=== Section Start ===
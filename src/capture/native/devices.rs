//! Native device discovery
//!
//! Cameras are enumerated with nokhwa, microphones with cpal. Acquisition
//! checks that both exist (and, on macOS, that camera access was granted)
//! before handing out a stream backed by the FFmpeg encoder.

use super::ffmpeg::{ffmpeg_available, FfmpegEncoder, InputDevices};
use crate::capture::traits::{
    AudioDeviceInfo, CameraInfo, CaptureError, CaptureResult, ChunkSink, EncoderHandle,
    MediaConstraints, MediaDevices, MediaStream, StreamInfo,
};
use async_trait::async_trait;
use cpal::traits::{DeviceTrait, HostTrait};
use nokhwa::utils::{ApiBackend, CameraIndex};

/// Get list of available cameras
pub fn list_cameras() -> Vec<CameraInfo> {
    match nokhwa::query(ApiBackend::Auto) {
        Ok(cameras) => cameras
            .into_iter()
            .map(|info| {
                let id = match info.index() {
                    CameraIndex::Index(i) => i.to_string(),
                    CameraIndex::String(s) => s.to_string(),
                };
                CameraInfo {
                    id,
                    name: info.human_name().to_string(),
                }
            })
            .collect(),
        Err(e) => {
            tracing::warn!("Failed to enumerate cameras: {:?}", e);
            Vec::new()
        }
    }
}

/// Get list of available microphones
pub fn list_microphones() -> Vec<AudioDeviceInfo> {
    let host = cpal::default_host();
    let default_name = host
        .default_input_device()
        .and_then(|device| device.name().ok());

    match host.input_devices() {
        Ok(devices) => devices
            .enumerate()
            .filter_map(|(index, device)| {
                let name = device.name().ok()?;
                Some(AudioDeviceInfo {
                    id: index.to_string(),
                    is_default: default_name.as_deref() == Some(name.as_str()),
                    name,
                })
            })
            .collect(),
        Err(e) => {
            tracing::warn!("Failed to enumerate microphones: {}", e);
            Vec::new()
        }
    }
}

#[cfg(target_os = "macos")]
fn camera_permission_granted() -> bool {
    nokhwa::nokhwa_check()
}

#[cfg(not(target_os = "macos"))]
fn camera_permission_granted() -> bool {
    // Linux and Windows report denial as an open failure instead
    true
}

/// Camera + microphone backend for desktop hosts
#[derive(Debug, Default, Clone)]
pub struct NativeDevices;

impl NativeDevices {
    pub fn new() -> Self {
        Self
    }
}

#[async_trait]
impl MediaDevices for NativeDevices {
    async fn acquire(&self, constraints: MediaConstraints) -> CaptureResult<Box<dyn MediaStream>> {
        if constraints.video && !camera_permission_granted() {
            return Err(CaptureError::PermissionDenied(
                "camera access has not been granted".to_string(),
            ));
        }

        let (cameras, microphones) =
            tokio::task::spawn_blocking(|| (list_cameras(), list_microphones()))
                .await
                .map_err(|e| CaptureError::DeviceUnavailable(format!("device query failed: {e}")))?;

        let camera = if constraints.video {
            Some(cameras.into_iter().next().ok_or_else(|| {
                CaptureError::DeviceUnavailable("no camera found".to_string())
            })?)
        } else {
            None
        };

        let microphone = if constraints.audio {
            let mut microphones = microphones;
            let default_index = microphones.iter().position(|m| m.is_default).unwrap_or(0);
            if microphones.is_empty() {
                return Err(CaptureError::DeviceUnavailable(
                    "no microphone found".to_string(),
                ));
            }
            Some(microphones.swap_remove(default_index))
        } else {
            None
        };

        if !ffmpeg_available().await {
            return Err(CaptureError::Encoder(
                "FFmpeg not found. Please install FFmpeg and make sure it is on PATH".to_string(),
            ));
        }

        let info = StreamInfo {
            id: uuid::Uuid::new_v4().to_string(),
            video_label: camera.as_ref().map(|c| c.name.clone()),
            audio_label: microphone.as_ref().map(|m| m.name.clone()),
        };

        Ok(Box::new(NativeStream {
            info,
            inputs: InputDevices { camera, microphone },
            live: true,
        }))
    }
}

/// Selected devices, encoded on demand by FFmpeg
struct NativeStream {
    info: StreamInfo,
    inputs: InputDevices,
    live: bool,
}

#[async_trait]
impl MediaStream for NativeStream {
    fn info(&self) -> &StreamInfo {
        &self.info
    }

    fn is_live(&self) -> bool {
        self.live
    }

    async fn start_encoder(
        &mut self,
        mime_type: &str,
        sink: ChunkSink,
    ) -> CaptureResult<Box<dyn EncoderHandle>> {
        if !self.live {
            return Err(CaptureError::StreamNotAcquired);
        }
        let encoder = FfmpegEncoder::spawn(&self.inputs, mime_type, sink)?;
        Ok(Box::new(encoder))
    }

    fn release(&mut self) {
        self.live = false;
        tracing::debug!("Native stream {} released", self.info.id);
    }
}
=== Section End ===
=== Section Start ===
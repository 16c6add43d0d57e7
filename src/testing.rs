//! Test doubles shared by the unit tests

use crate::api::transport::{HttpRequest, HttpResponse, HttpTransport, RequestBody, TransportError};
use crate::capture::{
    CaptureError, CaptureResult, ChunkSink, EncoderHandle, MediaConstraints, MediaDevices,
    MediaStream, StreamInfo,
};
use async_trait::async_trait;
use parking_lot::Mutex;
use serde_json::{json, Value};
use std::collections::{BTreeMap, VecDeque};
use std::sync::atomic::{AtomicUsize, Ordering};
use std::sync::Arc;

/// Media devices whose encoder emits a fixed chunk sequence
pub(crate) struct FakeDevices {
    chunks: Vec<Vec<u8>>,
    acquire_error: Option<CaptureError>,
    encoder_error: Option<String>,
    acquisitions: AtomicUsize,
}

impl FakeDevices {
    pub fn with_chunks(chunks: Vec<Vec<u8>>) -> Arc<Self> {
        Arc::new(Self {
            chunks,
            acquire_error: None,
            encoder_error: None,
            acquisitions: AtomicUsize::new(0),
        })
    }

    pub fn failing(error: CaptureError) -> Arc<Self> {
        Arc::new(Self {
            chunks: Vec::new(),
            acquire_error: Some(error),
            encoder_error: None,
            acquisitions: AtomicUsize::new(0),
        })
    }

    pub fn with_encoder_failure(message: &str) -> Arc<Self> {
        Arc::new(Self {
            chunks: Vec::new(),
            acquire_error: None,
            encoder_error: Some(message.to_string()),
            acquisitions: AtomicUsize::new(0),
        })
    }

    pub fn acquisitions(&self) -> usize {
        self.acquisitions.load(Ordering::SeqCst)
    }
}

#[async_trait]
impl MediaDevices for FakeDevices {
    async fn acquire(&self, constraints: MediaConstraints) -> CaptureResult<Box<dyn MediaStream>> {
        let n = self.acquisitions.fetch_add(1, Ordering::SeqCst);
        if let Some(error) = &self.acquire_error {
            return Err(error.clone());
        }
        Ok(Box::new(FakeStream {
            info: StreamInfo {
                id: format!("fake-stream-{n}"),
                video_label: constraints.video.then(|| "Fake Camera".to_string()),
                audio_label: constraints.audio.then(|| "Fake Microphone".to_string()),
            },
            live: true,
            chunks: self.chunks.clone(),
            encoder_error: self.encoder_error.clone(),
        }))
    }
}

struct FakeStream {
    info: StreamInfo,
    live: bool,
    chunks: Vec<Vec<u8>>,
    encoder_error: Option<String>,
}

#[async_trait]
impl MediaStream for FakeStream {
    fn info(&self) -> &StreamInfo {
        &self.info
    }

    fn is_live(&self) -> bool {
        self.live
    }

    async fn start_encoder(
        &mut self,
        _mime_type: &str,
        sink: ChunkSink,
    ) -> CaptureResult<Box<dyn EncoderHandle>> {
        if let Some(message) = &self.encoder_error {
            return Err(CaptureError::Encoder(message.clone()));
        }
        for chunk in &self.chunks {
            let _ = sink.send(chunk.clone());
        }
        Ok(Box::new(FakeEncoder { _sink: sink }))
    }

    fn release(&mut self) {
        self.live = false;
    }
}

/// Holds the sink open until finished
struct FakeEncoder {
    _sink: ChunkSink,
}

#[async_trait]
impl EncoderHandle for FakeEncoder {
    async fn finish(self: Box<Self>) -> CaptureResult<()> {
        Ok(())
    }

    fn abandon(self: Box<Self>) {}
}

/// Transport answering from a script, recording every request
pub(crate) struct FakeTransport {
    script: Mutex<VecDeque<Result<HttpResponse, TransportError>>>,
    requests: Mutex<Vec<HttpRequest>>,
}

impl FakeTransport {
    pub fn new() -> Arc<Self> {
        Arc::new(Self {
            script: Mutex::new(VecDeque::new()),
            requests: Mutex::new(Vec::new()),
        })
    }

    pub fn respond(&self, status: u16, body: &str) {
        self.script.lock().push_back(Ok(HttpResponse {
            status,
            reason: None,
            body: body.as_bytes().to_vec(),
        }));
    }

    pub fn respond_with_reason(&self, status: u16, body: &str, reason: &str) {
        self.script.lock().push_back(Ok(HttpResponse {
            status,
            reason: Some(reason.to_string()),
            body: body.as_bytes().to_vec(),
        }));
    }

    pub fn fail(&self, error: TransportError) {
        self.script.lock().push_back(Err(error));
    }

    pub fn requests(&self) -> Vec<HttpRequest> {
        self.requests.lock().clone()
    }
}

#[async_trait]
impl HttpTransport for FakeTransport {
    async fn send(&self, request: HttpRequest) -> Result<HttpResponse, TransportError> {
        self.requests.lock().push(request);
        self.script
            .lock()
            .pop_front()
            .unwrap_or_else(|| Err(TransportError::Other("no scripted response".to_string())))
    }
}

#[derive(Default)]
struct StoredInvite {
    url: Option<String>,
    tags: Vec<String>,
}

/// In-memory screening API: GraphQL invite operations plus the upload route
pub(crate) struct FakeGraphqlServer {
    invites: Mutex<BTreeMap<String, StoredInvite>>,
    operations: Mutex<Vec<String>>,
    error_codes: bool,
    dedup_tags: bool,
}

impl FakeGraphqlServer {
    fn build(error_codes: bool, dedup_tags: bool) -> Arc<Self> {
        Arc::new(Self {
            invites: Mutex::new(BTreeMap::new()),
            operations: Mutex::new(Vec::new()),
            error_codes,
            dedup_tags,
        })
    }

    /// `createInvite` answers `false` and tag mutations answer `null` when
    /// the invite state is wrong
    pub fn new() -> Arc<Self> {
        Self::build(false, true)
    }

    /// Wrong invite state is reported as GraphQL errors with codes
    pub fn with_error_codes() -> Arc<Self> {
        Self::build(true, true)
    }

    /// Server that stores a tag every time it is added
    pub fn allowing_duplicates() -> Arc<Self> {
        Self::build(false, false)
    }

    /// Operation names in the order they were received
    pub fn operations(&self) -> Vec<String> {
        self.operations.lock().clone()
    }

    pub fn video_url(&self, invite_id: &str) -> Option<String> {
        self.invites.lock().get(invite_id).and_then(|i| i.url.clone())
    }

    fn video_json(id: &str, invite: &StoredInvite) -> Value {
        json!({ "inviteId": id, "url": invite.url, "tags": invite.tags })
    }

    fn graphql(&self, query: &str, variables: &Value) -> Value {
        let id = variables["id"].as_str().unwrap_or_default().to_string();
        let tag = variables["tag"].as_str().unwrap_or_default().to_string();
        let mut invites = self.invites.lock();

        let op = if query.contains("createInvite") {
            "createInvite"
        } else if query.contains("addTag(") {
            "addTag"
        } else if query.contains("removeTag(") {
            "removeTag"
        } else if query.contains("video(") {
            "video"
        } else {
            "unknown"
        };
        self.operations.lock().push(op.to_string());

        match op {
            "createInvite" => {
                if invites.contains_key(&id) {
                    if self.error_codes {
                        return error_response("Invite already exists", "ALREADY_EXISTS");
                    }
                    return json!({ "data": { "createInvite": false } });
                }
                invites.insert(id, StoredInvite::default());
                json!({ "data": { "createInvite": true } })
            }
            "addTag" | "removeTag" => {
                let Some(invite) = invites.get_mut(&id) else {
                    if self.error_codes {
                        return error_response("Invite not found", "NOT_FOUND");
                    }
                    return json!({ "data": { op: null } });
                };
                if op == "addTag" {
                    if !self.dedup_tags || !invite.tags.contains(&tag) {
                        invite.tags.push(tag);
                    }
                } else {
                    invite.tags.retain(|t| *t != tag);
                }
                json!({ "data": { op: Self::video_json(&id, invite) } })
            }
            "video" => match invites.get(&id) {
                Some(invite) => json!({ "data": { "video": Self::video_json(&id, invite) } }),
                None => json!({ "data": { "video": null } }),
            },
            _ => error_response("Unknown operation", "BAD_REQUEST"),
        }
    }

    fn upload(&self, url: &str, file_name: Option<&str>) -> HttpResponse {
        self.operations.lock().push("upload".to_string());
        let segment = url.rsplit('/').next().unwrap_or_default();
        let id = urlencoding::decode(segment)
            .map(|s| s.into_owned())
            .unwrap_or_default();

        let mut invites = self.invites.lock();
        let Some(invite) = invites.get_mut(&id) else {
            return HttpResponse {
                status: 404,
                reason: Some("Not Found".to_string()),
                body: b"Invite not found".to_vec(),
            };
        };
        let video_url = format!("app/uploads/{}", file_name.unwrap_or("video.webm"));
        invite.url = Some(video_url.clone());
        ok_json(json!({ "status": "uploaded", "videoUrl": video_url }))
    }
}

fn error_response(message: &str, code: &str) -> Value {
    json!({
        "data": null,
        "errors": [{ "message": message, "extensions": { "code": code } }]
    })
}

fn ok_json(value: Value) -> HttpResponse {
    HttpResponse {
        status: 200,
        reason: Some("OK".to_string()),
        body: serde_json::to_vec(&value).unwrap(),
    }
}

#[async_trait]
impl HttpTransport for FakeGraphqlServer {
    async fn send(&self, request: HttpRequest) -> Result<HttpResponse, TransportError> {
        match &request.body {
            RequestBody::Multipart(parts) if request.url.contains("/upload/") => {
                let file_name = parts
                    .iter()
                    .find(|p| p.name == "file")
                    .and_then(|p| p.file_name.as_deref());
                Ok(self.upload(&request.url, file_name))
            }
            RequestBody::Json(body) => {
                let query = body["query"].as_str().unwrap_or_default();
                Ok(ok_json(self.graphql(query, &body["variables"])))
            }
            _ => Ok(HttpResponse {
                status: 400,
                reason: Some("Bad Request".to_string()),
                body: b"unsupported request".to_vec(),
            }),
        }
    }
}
=== Section End ===
=== Section Start ===
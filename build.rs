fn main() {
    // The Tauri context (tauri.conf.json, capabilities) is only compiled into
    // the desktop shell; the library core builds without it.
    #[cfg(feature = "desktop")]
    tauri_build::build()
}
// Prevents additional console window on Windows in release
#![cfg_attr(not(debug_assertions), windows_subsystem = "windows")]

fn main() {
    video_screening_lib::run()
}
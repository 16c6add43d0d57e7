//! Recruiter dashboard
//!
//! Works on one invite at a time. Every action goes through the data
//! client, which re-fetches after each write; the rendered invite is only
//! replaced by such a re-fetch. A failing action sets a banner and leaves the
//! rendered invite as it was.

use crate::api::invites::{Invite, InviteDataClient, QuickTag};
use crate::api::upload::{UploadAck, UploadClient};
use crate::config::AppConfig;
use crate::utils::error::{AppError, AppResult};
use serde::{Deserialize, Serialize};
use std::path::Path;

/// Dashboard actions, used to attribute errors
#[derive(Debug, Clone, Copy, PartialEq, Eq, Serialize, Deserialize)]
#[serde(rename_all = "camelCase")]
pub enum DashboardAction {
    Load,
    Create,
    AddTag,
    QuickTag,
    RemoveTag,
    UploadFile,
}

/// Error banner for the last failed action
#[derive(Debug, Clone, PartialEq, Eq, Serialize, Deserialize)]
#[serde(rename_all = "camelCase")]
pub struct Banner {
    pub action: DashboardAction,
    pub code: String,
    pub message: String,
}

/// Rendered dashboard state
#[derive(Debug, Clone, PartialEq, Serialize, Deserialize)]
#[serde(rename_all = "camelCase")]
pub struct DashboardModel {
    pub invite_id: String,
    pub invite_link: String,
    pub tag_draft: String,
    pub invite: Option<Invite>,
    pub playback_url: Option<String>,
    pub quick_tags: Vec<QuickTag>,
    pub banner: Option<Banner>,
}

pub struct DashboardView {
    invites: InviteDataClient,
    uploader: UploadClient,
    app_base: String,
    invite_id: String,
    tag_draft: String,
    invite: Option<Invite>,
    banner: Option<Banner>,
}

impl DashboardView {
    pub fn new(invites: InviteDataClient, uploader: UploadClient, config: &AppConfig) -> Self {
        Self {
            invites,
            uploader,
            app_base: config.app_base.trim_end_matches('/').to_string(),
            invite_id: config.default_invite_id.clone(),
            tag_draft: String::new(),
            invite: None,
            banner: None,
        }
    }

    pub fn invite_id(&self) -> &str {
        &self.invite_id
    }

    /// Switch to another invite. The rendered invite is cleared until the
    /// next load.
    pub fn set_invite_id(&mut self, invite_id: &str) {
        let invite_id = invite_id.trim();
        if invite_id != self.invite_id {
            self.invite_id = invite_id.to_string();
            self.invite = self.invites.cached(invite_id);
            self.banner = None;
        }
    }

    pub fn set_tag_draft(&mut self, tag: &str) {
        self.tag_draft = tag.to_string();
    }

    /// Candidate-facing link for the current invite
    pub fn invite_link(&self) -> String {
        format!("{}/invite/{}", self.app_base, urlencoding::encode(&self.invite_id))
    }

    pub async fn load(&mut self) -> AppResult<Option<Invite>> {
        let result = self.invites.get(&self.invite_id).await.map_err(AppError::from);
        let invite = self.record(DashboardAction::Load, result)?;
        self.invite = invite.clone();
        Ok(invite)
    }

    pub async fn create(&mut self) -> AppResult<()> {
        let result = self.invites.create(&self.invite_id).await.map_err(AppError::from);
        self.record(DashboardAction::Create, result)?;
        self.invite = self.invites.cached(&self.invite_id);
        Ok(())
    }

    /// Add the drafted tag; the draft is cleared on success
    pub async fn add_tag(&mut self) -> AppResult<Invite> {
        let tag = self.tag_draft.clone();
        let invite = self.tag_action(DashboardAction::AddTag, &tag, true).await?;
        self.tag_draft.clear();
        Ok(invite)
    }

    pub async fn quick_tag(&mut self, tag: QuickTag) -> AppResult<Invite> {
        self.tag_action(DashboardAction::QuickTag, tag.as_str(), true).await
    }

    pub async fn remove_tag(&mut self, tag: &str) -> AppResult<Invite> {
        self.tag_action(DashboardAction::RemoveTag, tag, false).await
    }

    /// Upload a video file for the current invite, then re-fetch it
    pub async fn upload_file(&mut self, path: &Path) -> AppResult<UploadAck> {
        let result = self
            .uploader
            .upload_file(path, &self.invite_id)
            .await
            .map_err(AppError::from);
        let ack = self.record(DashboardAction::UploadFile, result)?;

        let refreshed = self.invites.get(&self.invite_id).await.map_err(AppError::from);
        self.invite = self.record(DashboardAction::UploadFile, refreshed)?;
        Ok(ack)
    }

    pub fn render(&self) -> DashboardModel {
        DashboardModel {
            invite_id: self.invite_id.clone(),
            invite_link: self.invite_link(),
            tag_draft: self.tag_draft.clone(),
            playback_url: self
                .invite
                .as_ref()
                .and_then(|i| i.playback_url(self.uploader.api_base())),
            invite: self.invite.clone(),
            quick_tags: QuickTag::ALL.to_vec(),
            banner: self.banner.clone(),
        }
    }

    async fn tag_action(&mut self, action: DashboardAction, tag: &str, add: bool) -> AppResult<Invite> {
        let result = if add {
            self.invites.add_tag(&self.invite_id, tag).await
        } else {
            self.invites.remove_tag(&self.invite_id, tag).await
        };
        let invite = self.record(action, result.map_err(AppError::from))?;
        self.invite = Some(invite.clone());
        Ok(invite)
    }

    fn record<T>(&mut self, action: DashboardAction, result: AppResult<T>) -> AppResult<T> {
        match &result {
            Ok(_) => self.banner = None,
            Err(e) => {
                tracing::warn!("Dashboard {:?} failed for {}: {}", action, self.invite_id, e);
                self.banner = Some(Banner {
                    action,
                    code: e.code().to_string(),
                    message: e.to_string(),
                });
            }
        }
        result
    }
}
=== Section End ===
Find the string "until" in the entries above and return each line that holds it.

* Answer section
/// Holds the sink open until finished
    /// Switch to another invite. The rendered invite is cleared until the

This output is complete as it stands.